Doesn’t that sound to you as though Trump is wrenching U.S. policy in a new direction?
But the article itself says in paragraph three: "Rather than representing any formal new Trump doctrine on military action, however, American officials say that what is happening is a shift in military decision-making that began under President Barack Obama.”
Here’s another example from the same email this morning:
Headline: "EPA chief, rejecting agency’s science, chooses not to ban insecticide.”
Summary: “EPA scientists had concluded that exposure to the chemical, chlorpyrifos, which has been in use since 1965, was potentially causing significant health consequences.”
Does this suggest to you, as it did to me, that the fox now in charge of the EPA henhouse has just bolted down another bird?
But the article says:
"Late last year, and based in part on research conducted at Columbia University, EPA scientists concluded that exposure to the chemical that has been in use since 1965 was potentially causing significant health consequences. They included learning and memory declines, particularly among farm workers and young children who may be exposed through drinking water and other sources.
"But Dow Chemical, which makes the product, along with farm groups that use it, had argued that the science demonstrating that chlorpyrifos caused such harm is inconclusive — especially when properly used to kill crop-spoiling insects.
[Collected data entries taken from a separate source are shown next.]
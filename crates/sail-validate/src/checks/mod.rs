//! Individual member checks.
//!
//! Each check normalizes the fields it owns and returns the failures it
//! found. The validator runs them in a fixed order because later checks
//! read values earlier ones normalized.

pub mod address;
pub mod contact;
pub mod email;
pub mod membership;
pub mod names;
pub mod phone;
pub mod presence;
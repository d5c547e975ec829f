//! Mount table inspection
//!
//! Resolves the filesystem type of the mount containing a path by matching
//! device ids against the system mount table, the way `getmntent` walks
//! `/proc/mounts`. Only used to validate SD card storage before handing it
//! to the daemon as a data root.

use std::fs;
use std::io;
use std::os::unix::fs::MetadataExt;
use std::path::Path;

/// Filesystem type of the mount holding `path`, or `None` when no mount
/// table entry shares the path's device.
pub fn filesystem_of_path(path: &Path, mount_table: &Path) -> io::Result<Option<String>> {
    let device = fs::metadata(path)?.dev();
    let table = fs::read_to_string(mount_table)?;

    for line in table.lines() {
        let mut fields = line.split_whitespace();
        let (Some(_source), Some(mount_dir), Some(fs_type)) =
            (fields.next(), fields.next(), fields.next())
        else {
            continue;
        };

        // Mount points may be gone by the time we stat them.
        let Ok(meta) = fs::metadata(unescape(mount_dir)) else {
            continue;
        };
        if meta.dev() == device {
            return Ok(Some(fs_type.to_string()));
        }
    }

    Ok(None)
}

/// Undo the octal escaping the kernel applies to whitespace in mount paths
/// (`\040` for space, `\011` tab, `\012` newline, `\134` backslash).
fn unescape(field: &str) -> String {
    let mut out = String::with_capacity(field.len());
    let mut chars = field.chars();
    while let Some(c) = chars.next() {
        if c != '\\' {
            out.push(c);
            continue;
        }
        let digits: String = chars.by_ref().take(3).collect();
        match u8::from_str_radix(&digits, 8) {
            Ok(byte) => out.push(byte as char),
            Err(_) => {
                out.push(c);
                out.push_str(&digits);
            }
        }
    }
    out
}

#[cfg(test)]
mod tests {
    use super::*;
    use std::io::Write;
    use tempfile::NamedTempFile;

    #[test]
    fn unescape_decodes_kernel_octal_escapes() {
        assert_eq!(unescape(r"/mnt/sd\040card"), "/mnt/sd card");
        assert_eq!(unescape(r"/plain/path"), "/plain/path");
        assert_eq!(unescape(r"/odd\x"), r"/odd\x");
    }

    #[test]
    fn resolves_type_from_a_matching_mount_entry() {
        // The temp dir lives on the same device as itself, so an entry
        // naming it as a mount point matches by device id.
        let dir = tempfile::tempdir().unwrap();
        let mut table = NamedTempFile::new().unwrap();
        writeln!(table, "/dev/mmcblk0p1 {} ext4 rw,relatime 0 0", dir.path().display()).unwrap();

        let fs_type = filesystem_of_path(dir.path(), table.path()).unwrap();
        assert_eq!(fs_type.as_deref(), Some("ext4"));
    }

    #[test]
    fn unmatched_device_yields_none() {
        let dir = tempfile::tempdir().unwrap();
        let mut table = NamedTempFile::new().unwrap();
        // No entry shares a device with the temp dir.
        writeln!(table, "/dev/null /nonexistent-mount-dir vfat rw 0 0").unwrap();

        let fs_type = filesystem_of_path(dir.path(), table.path()).unwrap();
        assert_eq!(fs_type, None);
    }

    #[test]
    fn missing_path_is_an_error() {
        let table = NamedTempFile::new().unwrap();
        assert!(filesystem_of_path(Path::new("/no/such/path"), table.path()).is_err());
    }
}
//! TOML-file-backed parameter store
//!
//! Parameters persist as a flat TOML table of string values. The file is
//! loaded once at startup; every accepted write goes back to disk before the
//! change is announced, so a restart always sees the latest values.

use std::collections::BTreeMap;
use std::fs;
use std::path::{Path, PathBuf};
use std::sync::Mutex;

use anyhow::{Context, Result};

use super::ParamStore;

/// Parameter store persisted as a TOML table of `key = "value"` pairs.
#[derive(Debug)]
pub struct FileStore {
    path: PathBuf,
    values: Mutex<BTreeMap<String, String>>,
}

impl FileStore {
    /// Load the store from `path`. A missing file is an empty store, so a
    /// factory-fresh device starts with every switch reading as no.
    pub fn load(path: &Path) -> Result<Self> {
        let values = if path.exists() {
            let raw = fs::read_to_string(path)
                .with_context(|| format!("failed to read parameter file {}", path.display()))?;
            toml::from_str(&raw)
                .with_context(|| format!("failed to parse parameter file {}", path.display()))?
        } else {
            BTreeMap::new()
        };

        Ok(Self {
            path: path.to_path_buf(),
            values: Mutex::new(values),
        })
    }

    /// Update one parameter and persist the whole table.
    pub fn set(&self, key: &str, value: &str) -> Result<()> {
        let snapshot = {
            let mut values = self.values.lock().unwrap_or_else(|e| e.into_inner());
            values.insert(key.to_string(), value.to_string());
            values.clone()
        };
        self.persist(&snapshot)
    }

    fn persist(&self, values: &BTreeMap<String, String>) -> Result<()> {
        if let Some(parent) = self.path.parent() {
            fs::create_dir_all(parent).with_context(|| {
                format!("failed to create parameter directory {}", parent.display())
            })?;
        }
        let raw = toml::to_string(values).context("failed to serialize parameters")?;
        fs::write(&self.path, raw)
            .with_context(|| format!("failed to write parameter file {}", self.path.display()))
    }
}

impl ParamStore for FileStore {
    fn get(&self, key: &str) -> Option<String> {
        self.values
            .lock()
            .unwrap_or_else(|e| e.into_inner())
            .get(key)
            .cloned()
    }
}

#[cfg(test)]
mod tests {
    use super::*;
    use tempfile::tempdir;

    #[test]
    fn missing_file_loads_as_empty_store() {
        let dir = tempdir().unwrap();
        let store = FileStore::load(&dir.path().join("parameters.toml")).unwrap();
        assert_eq!(store.get("UseTLS"), None);
        assert!(!store.is_yes("UseTLS"));
    }

    #[test]
    fn set_persists_across_reloads() {
        let dir = tempdir().unwrap();
        let path = dir.path().join("localdata/parameters.toml");

        let store = FileStore::load(&path).unwrap();
        store.set("UseTLS", "yes").unwrap();
        store.set("IPCSocket", "no").unwrap();

        let reloaded = FileStore::load(&path).unwrap();
        assert!(reloaded.is_yes("UseTLS"));
        assert_eq!(reloaded.get("IPCSocket").as_deref(), Some("no"));
    }

    #[test]
    fn malformed_file_is_rejected() {
        let dir = tempdir().unwrap();
        let path = dir.path().join("parameters.toml");
        fs::write(&path, "UseTLS = [broken").unwrap();
        assert!(FileStore::load(&path).is_err());
    }
}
"An EPA scientific review panel made up of academic experts last July also had raised questions about some of the conclusions the chemical safety staff had reached. That led the staff to revise the way it had justified its findings of harm, although the agency employees as of late last year still concluded that the chemical should be banned.
"[EPA Administrator Scott] Pruitt, in an announcement issued Wednesday night, said the agency needed to study the science more.”
Okay, so that sounds to me more reasonable than the headline would suggest.
The Times’ masthead slogan ever since 1897 has been “all the news that’s fit to print.” Well, people now want that news to fit in a 140-character tweet.
At the same time, we have a president who seems to see our hulking ship of state as a speedboat he can quickly turn in new directions.
So it’s particularly important for us citizens to be able to just as quickly learn exactly what’s going on.
And if we can’t find out from The New York Times, well, then, where?